Des représentants d’organisations agricoles de tous les pays d’Europe Centrale et de l’Est se sont réunis mardi (13 février) en Pologne pour convenir de l’organisation de manifestations communes intereuropéennes contre la politique agricole de l’UE.
La porte-parole de la Chambre agraire tchèque, Barbora Pánková, a déclaré à Euractiv que les délégations de la République tchèque, de la Slovaquie, de la Pologne, de la Hongrie, de la Lituanie et de la Lettonie s’étaient mises d’accord sur l’organisation des manifestations internationales et coordonnées.
« D’autres pays européens ont été invités à se joindre à eux », a-t-elle ajouté, affirmant qu’une première journée de manifestations aurait lieu le 22 février.
« Les organisations agricoles participant à la réunion d’aujourd’hui (13 février) ont écouté notre appel à s’unir pour relever les défis existentiels auxquels nous sommes tous confrontés », a déclaré Jan Doležal, président de la Chambre agraire tchèque, dans un communiqué de presse.
Les manifestants prévoient de se rendre en voiture aux postes-frontières, mais rien d’autre n’a été précisé à ce sujet.

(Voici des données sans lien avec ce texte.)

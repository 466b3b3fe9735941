//! Processing configuration.
//!
//! [`ProcessingConfig`] is a plain value. Every field has an explicit default
//! taken from [`crate::constants`]; callers change individual options through
//! [`ProcessingConfig::with_overrides`] or a YAML file, both of which reject
//! unknown option names and wrongly-shaped values.

use serde::{Deserialize, Serialize};
use serde_json::{json, Map, Value};
use std::fmt;
use std::fs;
use std::path::{Path, PathBuf};
use std::time::Duration;

use crate::checker::CheckerSettings;
use crate::constants::*;
use crate::error::ConfigError;

/// Output serialization format.
#[derive(Debug, Clone, Copy, PartialEq, Eq, Default, Serialize, Deserialize)]
#[serde(rename_all = "lowercase")]
pub enum OutputFormat {
    #[default]
    Json,
    Csv,
}

impl OutputFormat {
    pub fn ext(&self) -> &'static str {
        match self {
            OutputFormat::Json => "json",
            OutputFormat::Csv => "csv",
        }
    }
}

impl fmt::Display for OutputFormat {
    fn fmt(&self, f: &mut fmt::Formatter<'_>) -> fmt::Result {
        f.write_str(self.ext())
    }
}

#[derive(Debug, Clone, PartialEq, Eq, Serialize, Deserialize)]
#[serde(default, deny_unknown_fields)]
pub struct ProcessingConfig {
    // Column mappings
    pub email_column: String,
    pub full_name_column: String,
    pub linked_in_url_column: String,
    pub reg_body_column: String,
    pub reg_number_column: String,
    pub state_column: String,

    /// Field names for headerless input. `None` means the input has its own
    /// header row.
    pub column_names: Option<Vec<String>>,

    // Processing options
    pub check_registrations: bool,
    pub output_format: OutputFormat,
    pub selenium_headless: bool,
    /// Seconds a checker waits for page elements.
    pub selenium_implicit_wait: u64,

    // File paths
    pub driver_cache_dir: PathBuf,
    pub output_file: Option<PathBuf>,
}

impl Default for ProcessingConfig {
    fn default() -> Self {
        Self {
            email_column: DEFAULT_EMAIL_COLUMN.to_string(),
            full_name_column: DEFAULT_FULL_NAME_COLUMN.to_string(),
            linked_in_url_column: DEFAULT_LINKED_IN_URL_COLUMN.to_string(),
            reg_body_column: DEFAULT_REG_BODY_COLUMN.to_string(),
            reg_number_column: DEFAULT_REG_NUMBER_COLUMN.to_string(),
            state_column: DEFAULT_STATE_COLUMN.to_string(),
            column_names: Some(DEFAULT_COLUMN_NAMES.iter().map(|s| s.to_string()).collect()),
            check_registrations: DEFAULT_CHECK_REGISTRATIONS,
            output_format: OutputFormat::Json,
            selenium_headless: DEFAULT_SELENIUM_HEADLESS,
            selenium_implicit_wait: DEFAULT_SELENIUM_IMPLICIT_WAIT_SECS,
            driver_cache_dir: PathBuf::from(DEFAULT_DRIVER_CACHE_DIR),
            output_file: None,
        }
    }
}

impl ProcessingConfig {
    /// Build a config from the defaults with the given options replaced.
    ///
    /// # Errors
    /// Returns [`ConfigError::InvalidArgument`] for an unrecognized option
    /// name or a value of the wrong type.
    ///
    /// # Example
    /// ```ignore
    /// use serde_json::json;
    /// use reggie::ProcessingConfig;
    ///
    /// let overrides = json!({"selenium_headless": false, "output_format": "csv"});
    /// let config = ProcessingConfig::with_overrides(overrides.as_object().unwrap())?;
    /// ```
    pub fn with_overrides(overrides: &Map<String, Value>) -> Result<Self, ConfigError> {
        Self::default().merged(overrides)
    }

    /// Return a copy of `self` with the given options replaced.
    pub fn merged(&self, overrides: &Map<String, Value>) -> Result<Self, ConfigError> {
        let mut base = match serde_json::to_value(self) {
            Ok(Value::Object(map)) => map,
            Ok(other) => {
                return Err(ConfigError::InvalidArgument(format!(
                    "config serialized to non-object value {}",
                    other
                )))
            }
            Err(e) => return Err(ConfigError::InvalidArgument(e.to_string())),
        };

        for (key, value) in overrides {
            base.insert(key.clone(), value.clone());
        }

        serde_json::from_value(Value::Object(base))
            .map_err(|e| ConfigError::InvalidArgument(e.to_string()))
    }

    /// Parse a YAML mapping of options. Absent options keep their defaults.
    pub fn from_yaml_str(contents: &str) -> Result<Self, ConfigError> {
        if contents.trim().is_empty() {
            return Ok(Self::default());
        }

        let overrides: Map<String, Value> = serde_yaml::from_str(contents)?;
        Self::with_overrides(&overrides)
    }

    /// Load configuration from a YAML file.
    ///
    /// # Example
    /// ```ignore
    /// use reggie::ProcessingConfig;
    ///
    /// let config = ProcessingConfig::load_from_file("reggie.yaml")?;
    /// println!("{}", serde_json::to_string_pretty(&config.to_dict())?);
    /// ```
    pub fn load_from_file<P: AsRef<Path>>(path: P) -> Result<Self, ConfigError> {
        let path = path.as_ref();
        let contents = fs::read_to_string(path).map_err(|source| ConfigError::Read {
            path: path.to_path_buf(),
            source,
        })?;
        Self::from_yaml_str(&contents)
    }

    /// Grouped view of the configuration for display.
    pub fn to_dict(&self) -> Value {
        json!({
            "columns": {
                "email": self.email_column,
                "full_name": self.full_name_column,
                "linked_in_url": self.linked_in_url_column,
                "reg_body": self.reg_body_column,
                "reg_number": self.reg_number_column,
                "state": self.state_column,
            },
            "csv_handling": {
                "column_names": self.column_names,
            },
            "processing": {
                "check_registrations": self.check_registrations,
                "output_format": self.output_format,
                "selenium_headless": self.selenium_headless,
                "selenium_implicit_wait": self.selenium_implicit_wait,
            },
            "paths": {
                "driver_cache_dir": self.driver_cache_dir,
                "output_file": self.output_file,
            },
        })
    }

    /// Settings handed to registry checkers.
    pub fn checker_settings(&self) -> CheckerSettings {
        CheckerSettings {
            headless: self.selenium_headless,
            implicit_wait: Duration::from_secs(self.selenium_implicit_wait),
            driver_cache_dir: self.driver_cache_dir.clone(),
        }
    }
}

Selon M. Doležal, la coordination entre les agriculteurs européens est la seule possibilité d’« attirer l’attention sur la situation désespérée dans laquelle se trouve actuellement l’agriculture européenne et de faire pression sur les responsables politiques européens pour qu’ils prennent enfin des mesures qui aideront réellement les agriculteurs ».

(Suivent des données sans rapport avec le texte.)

//! Output writers for processed people.
//!
//! JSON output is an array of person objects. CSV output is row-shaped: one
//! row per registration, with the person's fields repeated on each row.

use std::io::Write;

use crate::entity::Entity;
use crate::error::ProcessError;
use crate::person::Person;

/// Header row of the CSV output.
pub const CSV_HEADERS: [&str; 7] = [
    "full_name",
    "email",
    "linked_in_url",
    "live_rego_count",
    "reg_body",
    "reg_number",
    "reg_status",
];

/// JSON array writer
///
/// Writes entities as a pretty-printed JSON array.
pub struct JsonArrayWriter<W: Write> {
    writer: W,
    first: bool,
}

impl<W: Write> JsonArrayWriter<W> {
    /// Create a new JSON array writer and write the opening bracket
    pub fn new(mut writer: W) -> Result<Self, ProcessError> {
        write!(writer, "[")?;
        Ok(Self {
            writer,
            first: true,
        })
    }

    /// Write a single entity to the JSON array
    pub fn write<T: Entity>(&mut self, entity: &T) -> Result<(), ProcessError> {
        if !self.first {
            write!(self.writer, ",")?;
        }
        self.first = false;

        let json = entity.to_json_pretty()?;
        write!(self.writer, "\n{}", json)?;
        Ok(())
    }

    pub fn write_all<T: Entity>(&mut self, entities: &[T]) -> Result<(), ProcessError> {
        for entity in entities {
            self.write(entity)?;
        }
        Ok(())
    }

    /// Finish writing the array and close the bracket
    pub fn finish(mut self) -> Result<(), ProcessError> {
        writeln!(self.writer, "\n]")?;
        self.writer.flush()?;
        Ok(())
    }
}

/// Row-shaped CSV writer for people.
pub struct PersonCsvWriter<W: Write> {
    writer: csv::Writer<W>,
}

impl<W: Write> PersonCsvWriter<W> {
    /// Create a new CSV writer and write the header row
    pub fn new(writer: W) -> Result<Self, ProcessError> {
        let mut writer = csv::Writer::from_writer(writer);
        writer.write_record(CSV_HEADERS)?;
        Ok(Self { writer })
    }

    /// Write one row per registration. A person without registrations still
    /// gets a row, with the registration cells left empty.
    pub fn write(&mut self, person: &Person) -> Result<(), ProcessError> {
        let live = person.live_rego_count().to_string();
        let linked_in = person.linked_in_url().unwrap_or("");

        if person.registrations().is_empty() {
            self.writer.write_record([
                person.full_name(),
                person.email(),
                linked_in,
                live.as_str(),
                "",
                "",
                "",
            ])?;
            return Ok(());
        }

        for reg in person.registrations() {
            self.writer.write_record([
                person.full_name(),
                person.email(),
                linked_in,
                live.as_str(),
                reg.reg_body().unwrap_or(""),
                reg.reg_number().unwrap_or(""),
                reg.status_message(),
            ])?;
        }
        Ok(())
    }

    pub fn write_all(&mut self, people: &[Person]) -> Result<(), ProcessError> {
        for person in people {
            self.write(person)?;
        }
        Ok(())
    }

    /// Flush the underlying writer
    pub fn finish(mut self) -> Result<(), ProcessError> {
        self.writer.flush()?;
        Ok(())
    }
}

Les agriculteurs d’Europe de l’Est ont identifié trois problèmes principaux qui doivent être résolus impérativement. Premièrement, l’élimination de l’excédent de produits agricoles provenant des importations ukrainiennes exemptes de droits de douane. Deuxièmement, l’UE doit adapter les réglementations environnementales et garantir une compensation équitable aux agriculteurs. Enfin, une simplification de la politique agricole commune de l’UE afin de réduire la bureaucratie à laquelle les agriculteurs sont confrontés.

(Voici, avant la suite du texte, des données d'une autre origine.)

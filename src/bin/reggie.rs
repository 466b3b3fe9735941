//! reggie CLI - check professional registrations for a list of people
//!
//! Reads a CSV of people, resolves each registration to a canonical status and
//! writes the results as JSON or CSV.

use clap::{Parser, Subcommand};
use serde_json::{Map, Value};
use std::io;
use std::path::PathBuf;
use std::process;
use tracing_subscriber::EnvFilter;

use reggie::constants::KNOWN_UNCHECKED_REGISTRATION_BODIES;
use reggie::{ProcessingConfig, RegistrationProcessor};

#[derive(Parser)]
#[command(name = "reggie")]
#[command(
    version,
    about = "Check professional registration status for a list of people",
    long_about = None
)]
struct Cli {
    #[command(subcommand)]
    command: Commands,
}

#[derive(Subcommand)]
enum Commands {
    /// Check registrations for every person in a CSV file
    ///
    /// No site checkers are built into this binary: bodies outside the
    /// manual-check list report "error, check manually". Use --no-check to
    /// mark every registration as not checked instead.
    Check {
        /// Input CSV file
        input: PathBuf,

        /// YAML configuration file
        #[arg(short, long)]
        config: Option<PathBuf>,

        /// Output file (default: configured output_file, else stdout)
        #[arg(short, long)]
        output: Option<PathBuf>,

        /// Output format (json, csv)
        #[arg(short, long)]
        format: Option<String>,

        /// Skip live registry lookups
        #[arg(long)]
        no_check: bool,

        /// Input has a header row instead of the configured column names
        #[arg(long)]
        has_headers: bool,
    },

    /// Print the effective configuration
    ShowConfig {
        /// YAML configuration file
        #[arg(short, long)]
        config: Option<PathBuf>,
    },

    /// List registration bodies and how they are checked
    ListBodies,
}

fn main() {
    tracing_subscriber::fmt()
        .with_env_filter(
            EnvFilter::try_from_default_env().unwrap_or_else(|_| EnvFilter::new("info")),
        )
        .with_writer(io::stderr)
        .init();

    let cli = Cli::parse();

    let result = match cli.command {
        Commands::Check {
            input,
            config,
            output,
            format,
            no_check,
            has_headers,
        } => {
            let mut overrides = Map::new();
            if let Some(output) = output {
                overrides.insert(
                    "output_file".to_string(),
                    Value::String(output.to_string_lossy().into_owned()),
                );
            }
            if let Some(format) = format {
                overrides.insert("output_format".to_string(), Value::String(format.to_lowercase()));
            }
            if no_check {
                overrides.insert("check_registrations".to_string(), Value::Bool(false));
            }
            if has_headers {
                overrides.insert("column_names".to_string(), Value::Null);
            }
            check(input, config, overrides)
        }
        Commands::ShowConfig { config } => show_config(config),
        Commands::ListBodies => {
            list_bodies();
            Ok(())
        }
    };

    if let Err(e) = result {
        eprintln!("Error: {}", e);
        process::exit(1);
    }
}

fn load_config(path: Option<PathBuf>) -> Result<ProcessingConfig, String> {
    match path {
        Some(path) => ProcessingConfig::load_from_file(&path)
            .map_err(|e| format!("Failed to load {}: {}", path.display(), e)),
        None => Ok(ProcessingConfig::default()),
    }
}

/// Process the input file and write results
fn check(
    input: PathBuf,
    config: Option<PathBuf>,
    overrides: Map<String, Value>,
) -> Result<(), String> {
    let config = load_config(config)?
        .merged(&overrides)
        .map_err(|e| e.to_string())?;

    let processor = RegistrationProcessor::new(config);
    let people = processor
        .process_csv(&input)
        .map_err(|e| format!("Failed to process {}: {}", input.display(), e))?;

    if processor.config().output_file.is_some() {
        processor.save(&people).map_err(|e| e.to_string())?;
    } else {
        let stdout = io::stdout();
        processor
            .write_output(&people, stdout.lock())
            .map_err(|e| e.to_string())?;
    }

    let live = people.iter().filter(|p| p.has_live_registration()).count();
    tracing::info!("{} of {} people hold a live registration", live, people.len());
    Ok(())
}

fn show_config(config: Option<PathBuf>) -> Result<(), String> {
    let config = load_config(config)?;
    let rendered = serde_json::to_string_pretty(&config.to_dict()).map_err(|e| e.to_string())?;
    println!("{}", rendered);
    Ok(())
}

fn list_bodies() {
    let processor = RegistrationProcessor::new(ProcessingConfig::default());
    let supported = processor.supported_bodies();

    println!("Automatically checked:");
    if supported.is_empty() {
        println!("  (none built in; other bodies report \"error, check manually\")");
    }
    for body in supported {
        println!("  {}", body);
    }

    println!("Check manually:");
    for body in KNOWN_UNCHECKED_REGISTRATION_BODIES {
        println!("  {}", body);
    }
}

La Commission européenne a déjà fait quelques concessions. Par exemple, elle a prolongé l’exemption partielle de la règle de conditionnalité pour les terres en jachère. En outre, la Commission retirera la proposition de règlement qui aurait réduit l’utilisation des pesticides chimiques et les risques qui y sont associés de 50 % d’ici à 2030.
Toutefois, les agriculteurs restent insatisfaits des mesures prises par l’UE. Si la Commission européenne ne présente pas un plan permettant de résoudre de manière réaliste tous les problèmes évoqués, les actions frontalières annoncées se répéteront, a déclaré la Chambre agraire tchèque.